Sinds die tijd zijn er echter slechts bescheiden dalingen in de mondiale infectiecijfers. Van de 195 landen die in de studie zijn opgenomen, vertoonden 102 jaarlijkse stijgingen van 2005 tot 2015. Onder hen rapporteerde Zuid-Afrika stijgingen van meer dan 100.000 nieuwe infecties van 2014 tot 2015, wat bijdroeg tot de 1,8 miljoen infecties in Afrika en de 2,6 miljoen infecties. wereldwijd gerapporteerd.

Ondertussen is de HIV-prevalentie (dwz het deel van de bevolking dat de ziekte doorleeft) sinds 2000 met gemiddeld 0,8 procent gestegen ten opzichte van 2000 tot naar schatting 38,8 miljoen.

En terwijl het sterftecijfer is gedaald van 1,8 miljoen sterfgevallen in 2005 tot 1,2 in 2015 zijn hiv-gerelateerde ziekten in veel landen dramatisch toegenomen. Tuberculose (tbc) is een goed voorbeeld, goed voor bijna 20 procent van de sterfgevallen onder mensen met hiv (voornamelijk in ontwikkelingslanden). Maar ondanks het feit dat de co-infectiepercentages van HIV bij mensen met TB hoog zijn, wordt HIV in de nationale statistieken vaak weggelaten als de doodsoorzaak (of zelfs de bijdragende doodsoorzaak).

De onderzoekers stelden verder dat de toenemende infectiegraad gepaard met langere levensduren (als gevolg van een uitgebreide behandelingsdekking) van regeringen vereist dat ze een steeds groter wordende populatie van met HIV-geïnfecteerde individuen beheren. En zonder de middelen om virale onderdrukking binnen die populatie te ondersteunen – en niet slechts voor een paar jaar, maar voor een heel leven – is het bijna waarschijnlijk dat infecties snel zullen terugkeren, mogelijk dramatisch.

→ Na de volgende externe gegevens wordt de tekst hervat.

use std::path::{Path, PathBuf};
use std::time::Duration;

use anyhow::{Context, Result};
use directories::ProjectDirs;
use serde::Deserialize;
use url::Url;

pub const DEFAULT_BASE_URL: &str = "http://127.0.0.1:5001";
pub const DEFAULT_PAGES_PATH: &str = "/api/facebook-pages";
pub const DEFAULT_POST_PATH: &str = "/api/post-video";
const DEFAULT_TIMEOUT_SECS: u64 = 60;

/// Where and how to reach the posting backend.
#[derive(Debug, Clone, PartialEq, Eq)]
pub struct ClientConfig {
    pub base_url: String,
    pub pages_path: String,
    pub post_path: String,
    pub timeout: Duration,
    pub user_agent: String,
}

/// On-disk shape; every key is optional.
#[derive(Debug, Deserialize, Clone, Default)]
#[serde(deny_unknown_fields)]
struct FileConfig {
    #[serde(default)]
    base_url: Option<String>,
    #[serde(default)]
    pages_path: Option<String>,
    #[serde(default)]
    post_path: Option<String>,
    #[serde(default)]
    timeout_secs: Option<u64>,
    #[serde(default)]
    user_agent: Option<String>,
}

impl Default for ClientConfig {
    fn default() -> Self {
        Self {
            base_url: DEFAULT_BASE_URL.to_string(),
            pages_path: DEFAULT_PAGES_PATH.to_string(),
            post_path: DEFAULT_POST_PATH.to_string(),
            timeout: Duration::from_secs(DEFAULT_TIMEOUT_SECS),
            user_agent: concat!("pagecast/", env!("CARGO_PKG_VERSION")).to_string(),
        }
    }
}

impl ClientConfig {
    /// Defaults, then the config file (explicit path or the platform default if present),
    /// then `PAGECAST_*` environment variables.
    pub fn load(explicit: Option<&Path>) -> Result<Self> {
        let mut cfg = Self::default();
        let path = match explicit {
            Some(p) => Some(p.to_path_buf()),
            None => default_config_path().filter(|p| p.exists()),
        };
        if let Some(path) = path {
            cfg = cfg.merge_file(&path)?;
        }
        cfg.apply_env(|key| std::env::var(key).ok())?;
        cfg.base()?;
        Ok(cfg)
    }

    pub fn from_toml_str(s: &str) -> Result<Self> {
        let file: FileConfig = toml::from_str(s).context("parsing config")?;
        let cfg = Self::default().merge(file);
        cfg.base()?;
        Ok(cfg)
    }

    fn merge_file(self, path: &Path) -> Result<Self> {
        let text = std::fs::read_to_string(path)
            .with_context(|| format!("reading config file: {}", path.display()))?;
        let file: FileConfig = toml::from_str(&text)
            .with_context(|| format!("parsing config file: {}", path.display()))?;
        Ok(self.merge(file))
    }

    fn merge(mut self, file: FileConfig) -> Self {
        if let Some(u) = file.base_url { self.base_url = u; }
        if let Some(p) = file.pages_path { self.pages_path = p; }
        if let Some(p) = file.post_path { self.post_path = p; }
        if let Some(t) = file.timeout_secs { self.timeout = Duration::from_secs(t); }
        if let Some(ua) = file.user_agent { self.user_agent = ua; }
        self
    }

    fn apply_env(&mut self, var: impl Fn(&str) -> Option<String>) -> Result<()> {
        if let Some(raw) = var("PAGECAST_BASE_URL").filter(|s| !s.trim().is_empty()) {
            self.base_url = raw.trim().to_string();
        }
        if let Some(raw) = var("PAGECAST_TIMEOUT_SECS") {
            let secs: u64 = raw.trim().parse()
                .with_context(|| format!("invalid PAGECAST_TIMEOUT_SECS: {raw}"))?;
            self.timeout = Duration::from_secs(secs);
        }
        Ok(())
    }

    pub fn pages_url(&self) -> Result<Url> { self.endpoint(&self.pages_path) }

    pub fn post_url(&self) -> Result<Url> { self.endpoint(&self.post_path) }

    /// Parsed base URL.
    pub fn base(&self) -> Result<Url> {
        Url::parse(&self.base_url).with_context(|| format!("invalid base url: {}", self.base_url))
    }

    fn endpoint(&self, path: &str) -> Result<Url> {
        self.base()?
            .join(path)
            .with_context(|| format!("joining {} onto {}", path, self.base_url))
    }
}

/// `pagecast.toml` in the platform config directory.
pub fn default_config_path() -> Option<PathBuf> {
    let proj = ProjectDirs::from("dev", "pagecast", "pagecast")?;
    Some(proj.config_dir().join("pagecast.toml"))
}

#[cfg(test)]
mod tests {
    use super::*;
    use std::collections::HashMap;

    #[test]
    fn defaults_point_at_local_backend() {
        let cfg = ClientConfig::default();
        assert_eq!(cfg.pages_url().unwrap().as_str(), "http://127.0.0.1:5001/api/facebook-pages");
        assert_eq!(cfg.post_url().unwrap().as_str(), "http://127.0.0.1:5001/api/post-video");
        assert_eq!(cfg.timeout, Duration::from_secs(60));
        assert!(cfg.user_agent.starts_with("pagecast/"));
    }

    #[test]
    fn file_overrides_defaults() {
        let cfg = ClientConfig::from_toml_str(
            r#"
            base_url = "https://poster.example.com/app/"
            post_path = "api/schedule-post"
            timeout_secs = 5
            "#,
        )
        .unwrap();
        assert_eq!(cfg.post_url().unwrap().as_str(), "https://poster.example.com/app/api/schedule-post");
        assert_eq!(cfg.pages_url().unwrap().as_str(), "https://poster.example.com/api/facebook-pages");
        assert_eq!(cfg.timeout, Duration::from_secs(5));
    }

    #[test]
    fn unknown_keys_are_rejected() {
        assert!(ClientConfig::from_toml_str("base_uri = \"http://x\"").is_err());
    }

    #[test]
    fn invalid_base_url_is_rejected() {
        assert!(ClientConfig::from_toml_str("base_url = \"not a url\"").is_err());
    }

    #[test]
    fn env_overrides_file() {
        let env: HashMap<&str, &str> =
            [("PAGECAST_BASE_URL", "http://10.0.0.2:8080"), ("PAGECAST_TIMEOUT_SECS", "3")].into();
        let mut cfg = ClientConfig::from_toml_str("base_url = \"http://other\"").unwrap();
        cfg.apply_env(|k| env.get(k).map(|v| v.to_string())).unwrap();
        assert_eq!(cfg.base().unwrap().as_str(), "http://10.0.0.2:8080/");
        assert_eq!(cfg.timeout, Duration::from_secs(3));
    }

    #[test]
    fn bad_env_timeout_is_an_error() {
        let mut cfg = ClientConfig::default();
        assert!(cfg.apply_env(|k| (k == "PAGECAST_TIMEOUT_SECS").then(|| "soon".to_string())).is_err());
    }

    #[test]
    fn load_reads_explicit_file() {
        let dir = tempfile::tempdir().unwrap();
        let path = dir.path().join("pagecast.toml");
        std::fs::write(&path, "user_agent = \"custom/1\"\n").unwrap();
        let cfg = ClientConfig::load(Some(&path)).unwrap();
        assert_eq!(cfg.user_agent, "custom/1");
    }

    #[test]
    fn load_fails_on_missing_explicit_file() {
        let dir = tempfile::tempdir().unwrap();
        assert!(ClientConfig::load(Some(&dir.path().join("nope.toml"))).is_err());
    }
}
/// Lifecycle of the current submission attempt.
#[derive(Debug, Clone, Default, PartialEq, Eq)]
pub enum SubmissionStatus {
    #[default]
    Idle,
    InFlight,
    Succeeded(String),
    Failed(String),
}

/// How the message banner should be styled.
#[derive(Debug, Clone, Copy, PartialEq, Eq)]
pub enum BannerKind {
    Success,
    Error,
}

impl SubmissionStatus {
    pub fn is_in_flight(&self) -> bool { matches!(self, SubmissionStatus::InFlight) }

    /// Terminal states carry a message and fall back to `Idle` on the next edit.
    pub fn is_settled(&self) -> bool {
        matches!(self, SubmissionStatus::Succeeded(_) | SubmissionStatus::Failed(_))
    }

    pub fn message(&self) -> Option<&str> {
        match self {
            SubmissionStatus::Succeeded(msg) | SubmissionStatus::Failed(msg) => Some(msg),
            SubmissionStatus::Idle | SubmissionStatus::InFlight => None,
        }
    }

    /// Banner to render, if any. Empty messages render nothing.
    pub fn banner(&self) -> Option<(BannerKind, &str)> {
        match self {
            SubmissionStatus::Succeeded(msg) if !msg.is_empty() => Some((BannerKind::Success, msg)),
            SubmissionStatus::Failed(msg) if !msg.is_empty() => Some((BannerKind::Error, msg)),
            _ => None,
        }
    }
}

#[cfg(test)]
mod tests {
    use super::*;

    #[test]
    fn banner_follows_status() {
        assert_eq!(SubmissionStatus::Idle.banner(), None);
        assert_eq!(SubmissionStatus::InFlight.banner(), None);
        assert_eq!(
            SubmissionStatus::Succeeded("Posted!".into()).banner(),
            Some((BannerKind::Success, "Posted!"))
        );
        assert_eq!(
            SubmissionStatus::Failed("X".into()).banner(),
            Some((BannerKind::Error, "X"))
        );
        assert_eq!(SubmissionStatus::Succeeded(String::new()).banner(), None);
    }

    #[test]
    fn only_terminal_states_are_settled() {
        assert!(!SubmissionStatus::Idle.is_settled());
        assert!(!SubmissionStatus::InFlight.is_settled());
        assert!(SubmissionStatus::Failed("x".into()).is_settled());
        assert!(SubmissionStatus::InFlight.is_in_flight());
    }
}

Hoewel er overtuigend bewijs is dat TasP HIV-percentages in populaties met hoge prevalentie kan terugdraaien, stellen onderzoekers dat we niet alleen op de behandeling kunnen vertrouwen om de epidemie te beëindigen. Ze adviseren daarentegen dramatische veranderingen in de manier waarop programma’s zowel worden gefinancierd als opgeleverd. Deze omvatten een toename van de binnenlandse financiering, zorgen voor de gratis stroom van nog goedkopere generieke geneesmiddelen voor HIV en investeren in de verbetering van de nationale systemen voor de levering van gezondheidszorg.

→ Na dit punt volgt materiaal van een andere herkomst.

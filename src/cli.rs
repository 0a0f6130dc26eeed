use std::path::PathBuf;

use clap::{Parser, Subcommand};

/// Post or schedule a video to your pages
#[derive(Parser)]
#[command(name = "pagecast", version)]
#[command(about = "Post or schedule a video to selected social-media pages", long_about = None)]
pub struct Cli {
    /// Config file (defaults to pagecast.toml in the platform config directory)
    #[arg(long, global = true, value_name = "PATH")]
    pub config: Option<PathBuf>,

    /// Backend base URL
    #[arg(long, global = true, env = "PAGECAST_BASE_URL", value_name = "URL")]
    pub base_url: Option<String>,

    #[command(subcommand)]
    pub command: Commands,
}

#[derive(Subcommand)]
pub enum Commands {
    /// List the pages you can post to
    Pages,
    /// Post a video now, or schedule it
    Post {
        /// Video URL (YouTube, etc.)
        #[arg(long)]
        video_url: String,
        /// Page id to post to; repeat for several pages
        #[arg(long = "page", value_name = "ID", required = true)]
        pages: Vec<String>,
        /// Caption for the post
        #[arg(long, default_value = "")]
        caption: String,
        /// Text burned into the video
        #[arg(long, default_value = "")]
        overlay_text: String,
        /// PNG or JPEG logo overlay
        #[arg(long, value_name = "PATH")]
        logo: Option<PathBuf>,
        /// Local time to publish at, YYYY-MM-DDTHH:MM
        #[arg(long, value_name = "WHEN")]
        schedule: Option<String>,
    },
}
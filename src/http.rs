use anyhow::{Context, Result};
use reqwest::{Client, Response};
use tracing::{debug, warn};
use url::Url;

use crate::backend::PostingBackend;
use crate::config::ClientConfig;
use crate::error::RemoteError;
use crate::payload::VideoPost;
use crate::types::{ErrorBody, PageOption, PagesResponse, PostReceipt};

/// `PostingBackend` over HTTP.
#[derive(Clone)]
pub struct HttpBackend {
    client: Client,
    pages_url: Url,
    post_url: Url,
}

impl HttpBackend {
    /// Build the client from configuration. Does not touch the network.
    pub fn connect(config: &ClientConfig) -> Result<Self> {
        let client = Client::builder()
            .user_agent(config.user_agent.clone())
            .timeout(config.timeout)
            .build()
            .context("building http client")?;
        Ok(Self {
            client,
            pages_url: config.pages_url()?,
            post_url: config.post_url()?,
        })
    }

    pub fn pages_url(&self) -> &Url { &self.pages_url }
    pub fn post_url(&self) -> &Url { &self.post_url }
}

#[async_trait::async_trait]
impl PostingBackend for HttpBackend {
    async fn fetch_pages(&self) -> Result<Vec<PageOption>, RemoteError> {
        let resp = self.client.get(self.pages_url.clone()).send().await?;
        let resp = check_status(resp).await?;
        let body: PagesResponse = resp.json().await?;
        Ok(body.into_pages())
    }

    async fn post_video(&self, post: &VideoPost) -> Result<PostReceipt, RemoteError> {
        let form = post.to_form().map_err(|e| RemoteError::Transport(e.to_string()))?;
        debug!(url = %self.post_url, fields = post.fields().len(), "sending multipart post");
        let resp = self.client.post(self.post_url.clone()).multipart(form).send().await?;
        let resp = check_status(resp).await?;
        let receipt: PostReceipt = resp.json().await?;
        Ok(receipt)
    }
}

/// Turn a non-2xx response into `RemoteError::Status`, pulling `error` out of a JSON body.
async fn check_status(resp: Response) -> Result<Response, RemoteError> {
    let status = resp.status();
    if status.is_success() {
        return Ok(resp);
    }
    // Body may be empty or not JSON at all
    let text = resp.text().await.unwrap_or_default();
    let error = serde_json::from_str::<ErrorBody>(&text).ok().and_then(|b| b.error);
    warn!(status = status.as_u16(), error = ?error, "backend rejected request");
    Err(RemoteError::Status { status: status.as_u16(), error })
}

Het zou ook effectievere preventieve interventies vereisen, waaronder een investering in harm reduction-strategie voor het injecteren van drugsgebruikers, het strategisch gebruik van HIV pre-exposure profylaxe (PrEP) in geschikte populaties, en een versterking van condoomprogramma’s in een tijd waarin gebruik onder de jongelui is aan het afnemen.

Zonder deze fundamentele veranderingen, zo betogen de onderzoekers, zal de 90-90-90-strategie waarschijnlijk meer impact hebben op sterftecijfers en minder op het realiseren van een duurzame omkering van HIV-infecties.